Sitting cross-legged on his bunk, Jamie shrugged. “It’s all we’ve got, for now.”

“Yeah, right.”

He went through the day’s report with Rodriguez. Possum Craig had the drill rig running again. Fuchida was plotting out his excursion to Olympus Mons. Rodriguez himself was beginning to assemble the manned rocketplane that would carry him and the biologist to the top of the tallest mountain in the solar system.

Jamie listened, watched inventory lists flicker down his screen, waited patiently until he heard himself ask, “What’s Shektar been doing?”

“Vijay? She’s tending Fuchida’s garden and looking after the bugs that Possum’s drill is bringing up. Want to talk with her?”

“Sure. Yes.”

Trumball came back from the lavatory and ducked low enough to grin at Jamie. “Don’t stay up too late now, chief. Big day tomorrow.”

“Right,” Jamie said. He reached for the earplug attachment to his laptop and pressed it into his ear, then pulled its microphone arm down until the pin mike was almost touching his lips.

As Trumball swung up on the top bunk, Rodriguez’s face on the screen was replaced by Vijay Shektar’s. She seemed to glisten, as if her skin had been oiled. Jamie thought again how much fun it would be to massage her with pungent balms.

She smiled and talked easily enough, answered Jamie’s questions about the iron-eating bacteria that Craig’s drill rig was now pulling up from several kilometers below the surface.

“They’re magnetically active,” she reported. “They align themselves with magnetic fields.”

“Must be from the iron they ingest,” Jamie guessed.

“Yes, but what advantage does that give them? Mars’ magnetic field is so weak that I can’t see how it helps them to survive.”

“Maybe it doesn’t,” Jamie said. “Maybe it’s just incidental.”

She looked doubtful.

“Or maybe Mars had a much stronger field once,” he suggested, “and the field has dissipated over time.”

“That could be,” Vijay said thoughtfully. Then she brightened. “They’re reproducing quite nicely in culture. They fission every hour, on average.”

“In ambient conditions?”

“Mitsuo’s rigged a special high-pressure box for them,” she answered. “They’ve got to be kept in total darkness. Light kills them.”

“What about heat?”

Her eyes flashed. “Oh, they’re thermophiles, all right. At eighty degrees they switch from fissioning to conjugation. You ought to see them, Jamie. The busy little buggers mate like rabbits!”

“Just what we need,” Jamie murmured. “Sex-crazed bacteria.”

“They’re just like most men,” Vijay said, smiling brightly. “They only do it in the dark—and under great pressure.”

“Australian men, you mean,” he said.

“Some Yanks, too.”

He had no reply for that one.

Still smiling, Vijay asked, “And how are you getting along?”

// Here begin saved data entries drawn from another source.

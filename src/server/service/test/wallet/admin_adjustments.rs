use super::*;

/// Tests that admin credits and debits land on the target's balance.
///
/// Expected: Ok with balance reflecting both adjustments and the admin
/// recorded as initiator
#[tokio::test]
async fn credit_then_debit() -> Result<(), AppError> {
    let mut test = setup().await;
    let db = test.database().await.unwrap();

    UserFactory::new(db).discord_id("100").build().await?;

    let service = WalletService::new(db);
    let credit = service.admin_credit(999, 100, 500, None).await?;
    service.admin_debit(999, 100, 200, None).await?;

    assert_eq!(credit.initiator, "999");
    assert_eq!(credit.kind, TransactionKind::Adjustment);
    assert_eq!(service.get_wallet(100).await?.balance, 300);

    Ok(())
}

/// Tests that non-positive amounts are rejected for both directions.
///
/// Expected: Err(NonPositiveAmount) with no records written
#[tokio::test]
async fn rejects_non_positive_amounts() -> Result<(), AppError> {
    let mut test = setup().await;
    let db = test.database().await.unwrap();

    UserFactory::new(db).discord_id("100").build().await?;

    let service = WalletService::new(db);

    let credit = service.admin_credit(999, 100, 0, None).await;
    let debit = service.admin_debit(999, 100, -50, None).await;

    assert!(matches!(
        credit,
        Err(AppError::WalletErr(WalletError::NonPositiveAmount(0)))
    ));
    assert!(matches!(
        debit,
        Err(AppError::WalletErr(WalletError::NonPositiveAmount(-50)))
    ));
    assert_eq!(
        entity::prelude::WalletTransaction::find().count(db).await?,
        0
    );

    Ok(())
}

/// Tests that adjusting an account that never logged in fails.
///
/// Expected: Err(NotFound)
#[tokio::test]
async fn rejects_unknown_target() -> Result<(), AppError> {
    let mut test = setup().await;
    let db = test.database().await.unwrap();

    let service = WalletService::new(db);
    let result = service.admin_credit(999, 100, 500, None).await;

    assert!(matches!(result, Err(AppError::NotFound(_))));

    Ok(())
}

/// Tests that an admin debit cannot overdraw the target.
///
/// Expected: Err(InsufficientFunds), balance unchanged
#[tokio::test]
async fn debit_cannot_overdraw() -> Result<(), AppError> {
    let mut test = setup().await;
    let db = test.database().await.unwrap();

    UserFactory::new(db).discord_id("100").build().await?;
    fund(db, 100, 300).await?;

    let service = WalletService::new(db);
    let result = service.admin_debit(999, 100, 1_000, None).await;

    assert!(matches!(
        result,
        Err(AppError::WalletErr(WalletError::InsufficientFunds { .. }))
    ));
    assert_eq!(service.get_wallet(100).await?.balance, 300);

    Ok(())
}
//! Key/value repository for background-job state.
//!
//! The salary job persists its per-source cursors through this repository.
//! Values are opaque strings; the caller owns their encoding.

use migration::OnConflict;
use sea_orm::{ActiveValue, DatabaseConnection, EntityTrait};

use crate::server::error::AppError;

pub struct JobStateRepository<'a> {
    db: &'a DatabaseConnection,
}

impl<'a> JobStateRepository<'a> {
    pub fn new(db: &'a DatabaseConnection) -> Self {
        Self { db }
    }

    /// Reads the value stored under a key.
    ///
    /// # Returns
    /// - `Ok(Some(value))` - Key exists
    /// - `Ok(None)` - Key has never been written
    /// - `Err(AppError)` - Database error during query
    pub async fn get(&self, key: &str) -> Result<Option<String>, AppError> {
        let entity = entity::prelude::JobState::find_by_id(key.to_string())
            .one(self.db)
            .await?;

        Ok(entity.map(|state| state.value))
    }

    /// Writes a value under a key, overwriting any previous value.
    ///
    /// # Returns
    /// - `Ok(())` - Value persisted
    /// - `Err(AppError)` - Database error during upsert
    pub async fn set(&self, key: &str, value: &str) -> Result<(), AppError> {
        entity::prelude::JobState::insert(entity::job_state::ActiveModel {
            key: ActiveValue::Set(key.to_string()),
            value: ActiveValue::Set(value.to_string()),
        })
        .on_conflict(
            OnConflict::column(entity::job_state::Column::Key)
                .update_columns([entity::job_state::Column::Value])
                .to_owned(),
        )
        .exec(self.db)
        .await?;

        Ok(())
    }
}
//! Per-account virtual-currency balance.
//!
//! Created lazily on the first credit for an account. The balance is only
//! ever changed together with an inserted `wallet_transaction` row inside a
//! single database transaction, so it always equals the sum of the account's
//! transaction amounts.

use sea_orm::entity::prelude::*;

#[derive(Clone, Debug, PartialEq, DeriveEntityModel)]
#[sea_orm(table_name = "wallet")]
pub struct Model {
    #[sea_orm(primary_key, auto_increment = false)]
    pub account_id: String,
    pub balance: i64,
}

#[derive(Copy, Clone, Debug, EnumIter, DeriveRelation)]
pub enum Relation {
    #[sea_orm(
        belongs_to = "super::user::Entity",
        from = "Column::AccountId",
        to = "super::user::Column::DiscordId"
    )]
    User,
}

impl Related<super::user::Entity> for Entity {
    fn to() -> RelationDef {
        Relation::User.def()
    }
}

impl ActiveModelBehavior for ActiveModel {}
use chrono::{DateTime, TimeZone, Utc};

use crate::server::{
    data::{job_state::JobStateRepository, wallet::WalletRepository},
    error::AppError,
    service::salary::SalaryService,
};
use test_utils::{
    builder::TestBuilder,
    context::TestContext,
    factory::{ban::BanFactory, check_log::CheckLogFactory, mute::MuteFactory, user::UserFactory},
};

mod credits_mutes;
mod idempotent_reprocessing;
mod seeds_and_credits_bans;
mod skips_system_actors;
mod skips_unmapped_author;

/// The payout cutoff every salary test runs with.
fn cutoff() -> DateTime<Utc> {
    Utc.with_ymd_and_hms(2026, 1, 1, 0, 0, 0).unwrap()
}

fn cutoff_millis() -> i64 {
    cutoff().timestamp_millis()
}

/// One in-memory database holding both the application tables and the ledger
/// tables; the service gets the same connection for both roles.
async fn setup() -> TestContext {
    TestBuilder::new()
        .with_salary_tables()
        .build()
        .await
        .unwrap()
}
mod model;
mod server;

use tower_http::cors::CorsLayer;
use tracing_subscriber::EnvFilter;

use crate::server::{
    config::Config, error::AppError, router, scheduler::salary, startup, state::AppState,
};

#[tokio::main]
async fn main() -> Result<(), AppError> {
    dotenvy::dotenv().ok();

    tracing_subscriber::fmt()
        .with_env_filter(
            EnvFilter::try_from_default_env().unwrap_or_else(|_| "staffboard=info".into()),
        )
        .init();

    let config = Config::from_env()?;

    let db = startup::connect_to_database(&config).await?;
    let ledger_db = startup::connect_to_ledger(&config).await?;
    let session_layer = startup::connect_to_session(&db).await?;
    let http_client = startup::setup_reqwest_client()?;
    let oauth_client = startup::setup_oauth_client(&config)?;

    tracing::info!("Starting server");

    // Start the salary reconciliation scheduler
    let mut scheduler =
        salary::start_scheduler(db.clone(), ledger_db.clone(), config.salary).await?;

    let router = router::router()
        .with_state(AppState::new(
            db,
            ledger_db,
            http_client,
            oauth_client,
            config.admin_discord_ids.clone(),
            config.app_url.clone(),
        ))
        .layer(session_layer)
        .layer(CorsLayer::permissive());

    let listener = tokio::net::TcpListener::bind(&config.bind_address).await?;
    tracing::info!("Listening on {}", config.bind_address);

    axum::serve(listener, router)
        .with_graceful_shutdown(shutdown_signal())
        .await?;

    scheduler.shutdown().await?;

    Ok(())
}

async fn shutdown_signal() {
    if let Err(e) = tokio::signal::ctrl_c().await {
        tracing::error!("Failed to listen for shutdown signal: {}", e);
    }
}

Jamie felt grateful for the change in subject. He returned to the safety of the work they were doing. As he told her about pulling the old rover out of the sand, he reminded himself that this very desirable woman could destroy this expedition if she had a mind to.

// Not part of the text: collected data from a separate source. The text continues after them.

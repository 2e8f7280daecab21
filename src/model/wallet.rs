use chrono::{DateTime, Utc};
use serde::{Deserialize, Serialize};

/// A wallet's current balance.
#[derive(Debug, Clone, PartialEq, Serialize, Deserialize)]
pub struct WalletDto {
    pub account_id: u64,
    pub balance: i64,
}

/// One audit record in a wallet's history.
#[derive(Debug, Clone, PartialEq, Serialize, Deserialize)]
pub struct WalletTransactionDto {
    pub id: i32,
    pub kind: String,
    pub amount: i64,
    pub initiator: String,
    pub comment: String,
    pub created_at: DateTime<Utc>,
}

/// One page of a wallet's transaction history.
#[derive(Debug, Clone, PartialEq, Serialize, Deserialize)]
pub struct WalletHistoryDto {
    pub transactions: Vec<WalletTransactionDto>,
    pub total: u64,
    pub page: u64,
    pub per_page: u64,
    pub total_pages: u64,
}

/// Request body for a withdrawal.
#[derive(Debug, Clone, Serialize, Deserialize)]
pub struct WithdrawDto {
    pub amount: i64,
}

/// Request body for an admin credit or debit of another account.
#[derive(Debug, Clone, Serialize, Deserialize)]
pub struct AdjustBalanceDto {
    pub discord_id: u64,
    pub amount: i64,
    pub comment: Option<String>,
}

/// Request body for an admin-forced withdrawal from another account.
#[derive(Debug, Clone, Serialize, Deserialize)]
pub struct ForceWithdrawDto {
    pub discord_id: u64,
    pub amount: i64,
}
use sea_orm_migration::{prelude::*, schema::*};

use super::m20260801_000001_create_user_table::User;

#[derive(DeriveMigrationName)]
pub struct Migration;

#[async_trait::async_trait]
impl MigrationTrait for Migration {
    async fn up(&self, manager: &SchemaManager) -> Result<(), DbErr> {
        manager
            .create_table(
                Table::create()
                    .table(WalletTransaction::Table)
                    .if_not_exists()
                    .col(pk_auto(WalletTransaction::Id))
                    .col(string(WalletTransaction::AccountId))
                    .col(string(WalletTransaction::Kind))
                    .col(big_integer(WalletTransaction::Amount))
                    .col(string_null(WalletTransaction::Source))
                    .col(string_null(WalletTransaction::SourceRef))
                    .col(string(WalletTransaction::Initiator))
                    .col(text(WalletTransaction::Comment))
                    .col(
                        timestamp(WalletTransaction::CreatedAt)
                            .default(Expr::current_timestamp())
                            .not_null(),
                    )
                    .foreign_key(
                        ForeignKey::create()
                            .name("fk_wallet_transaction_account_id")
                            .from(WalletTransaction::Table, WalletTransaction::AccountId)
                            .to(User::Table, User::DiscordId)
                            .on_delete(ForeignKeyAction::Cascade)
                            .on_update(ForeignKeyAction::Cascade),
                    )
                    .to_owned(),
            )
            .await?;

        // One payout per ledger row: NULL pairs (manual adjustments,
        // withdrawals) never collide under SQL unique-index semantics.
        manager
            .create_index(
                Index::create()
                    .name("idx_wallet_transaction_source_ref")
                    .table(WalletTransaction::Table)
                    .col(WalletTransaction::Source)
                    .col(WalletTransaction::SourceRef)
                    .unique()
                    .to_owned(),
            )
            .await
    }

    async fn down(&self, manager: &SchemaManager) -> Result<(), DbErr> {
        manager
            .drop_table(Table::drop().table(WalletTransaction::Table).to_owned())
            .await
    }
}

#[derive(DeriveIden)]
pub enum WalletTransaction {
    Table,
    Id,
    AccountId,
    Kind,
    Amount,
    Source,
    SourceRef,
    Initiator,
    Comment,
    CreatedAt,
}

He remembered Ilona Malater, who decided that she would be the resident sex therapist for the first expedition. She caused tensions that became almost unbearable, particularly among the Russians.

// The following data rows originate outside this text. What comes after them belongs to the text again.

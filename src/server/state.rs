//! Application state shared across all request handlers.
//!
//! This module defines the `AppState` struct which holds all shared resources and
//! dependencies needed by the application. The state is initialized once during startup
//! and then cloned for each request handler through Axum's state extraction.
//!
//! The state includes:
//! - Database connection pool for the application's own data
//! - Database connection pool for the external punishment ledger (read-only)
//! - HTTP client for external API requests
//! - OAuth2 client for Discord authentication
//! - The admin allow-list and application URL from configuration

use oauth2::basic::{BasicErrorResponseType, BasicTokenType};
use oauth2::{
    Client, EmptyExtraTokenFields, EndpointNotSet, EndpointSet, RevocationErrorResponseType,
    StandardErrorResponse, StandardRevocableToken, StandardTokenIntrospectionResponse,
    StandardTokenResponse,
};
use sea_orm::DatabaseConnection;
use std::sync::Arc;

/// Type alias for the OAuth2 client configured for Discord authentication.
pub(crate) type OAuth2Client = Client<
    StandardErrorResponse<BasicErrorResponseType>,
    StandardTokenResponse<EmptyExtraTokenFields, BasicTokenType>,
    StandardTokenIntrospectionResponse<EmptyExtraTokenFields, BasicTokenType>,
    StandardRevocableToken,
    StandardErrorResponse<RevocationErrorResponseType>,
    EndpointSet,
    EndpointNotSet,
    EndpointNotSet,
    EndpointNotSet,
    EndpointSet,
>;

/// Application state containing shared resources and dependencies.
///
/// This struct holds all the shared state that needs to be accessible across
/// request handlers. It is initialized once during server startup and then
/// cloned (cheaply, as it contains reference-counted or cloneable types) for
/// each incoming request via Axum's state extraction.
///
/// All fields use cheap-to-clone types:
/// - `DatabaseConnection` is a connection pool (clones share the pool)
/// - `reqwest::Client` uses an `Arc` internally
/// - `OAuth2Client` is designed to be cloned
/// - `Arc<Vec<u64>>` is a reference-counted pointer
/// - `String` is cloned when needed
#[derive(Clone)]
pub struct AppState {
    /// Database connection pool for accessing persistent storage.
    ///
    /// This connection is shared across all requests and manages a pool of
    /// connections to the application database.
    pub db: DatabaseConnection,

    /// Database connection pool for the moderation plugin's punishment ledger.
    ///
    /// The ledger is owned by the moderation plugin on the game server; this
    /// application only ever reads from it.
    pub ledger_db: DatabaseConnection,

    /// HTTP client for making external API requests.
    ///
    /// Configured with security settings (no redirects) to prevent SSRF
    /// vulnerabilities. Used for Discord API calls during login.
    pub http_client: reqwest::Client,

    /// OAuth2 client for Discord authentication flow.
    ///
    /// Handles the OAuth2 authentication flow including generating login URLs
    /// and exchanging authorization codes for access tokens.
    pub oauth_client: OAuth2Client,

    /// Discord IDs allowed to call the admin wallet endpoints.
    ///
    /// A fixed allow-list loaded from configuration at startup.
    pub admin_discord_ids: Arc<Vec<u64>>,

    /// Application base URL for generating links.
    ///
    /// Used to redirect back to the frontend after login and logout.
    pub app_url: String,
}

impl AppState {
    /// Creates a new application state with the provided dependencies.
    ///
    /// This constructor is called once during server startup after all
    /// dependencies have been initialized. The resulting state is then
    /// provided to the Axum router for use in request handlers.
    ///
    /// # Arguments
    /// - `db` - Application database connection pool
    /// - `ledger_db` - Punishment ledger database connection pool
    /// - `http_client` - HTTP client for external API requests
    /// - `oauth_client` - OAuth2 client for Discord authentication
    /// - `admin_discord_ids` - Allow-list for admin endpoints
    /// - `app_url` - Application base URL
    ///
    /// # Returns
    /// - `AppState` - Initialized application state ready for use
    pub fn new(
        db: DatabaseConnection,
        ledger_db: DatabaseConnection,
        http_client: reqwest::Client,
        oauth_client: OAuth2Client,
        admin_discord_ids: Vec<u64>,
        app_url: String,
    ) -> Self {
        Self {
            db,
            ledger_db,
            http_client,
            oauth_client,
            admin_discord_ids: Arc::new(admin_discord_ids),
            app_url,
        }
    }
}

Vijay was different. Younger, for one thing. And she seemed to be laughing at some private, inner joke. She admitted to having a wicked sense of humor, but Jamie felt that she was professional enough to keep it—and her other passions—under control.

She’d better, he said to himself.

Then a voice in his mind asked, What if she doesn’t? What are you going to do about it?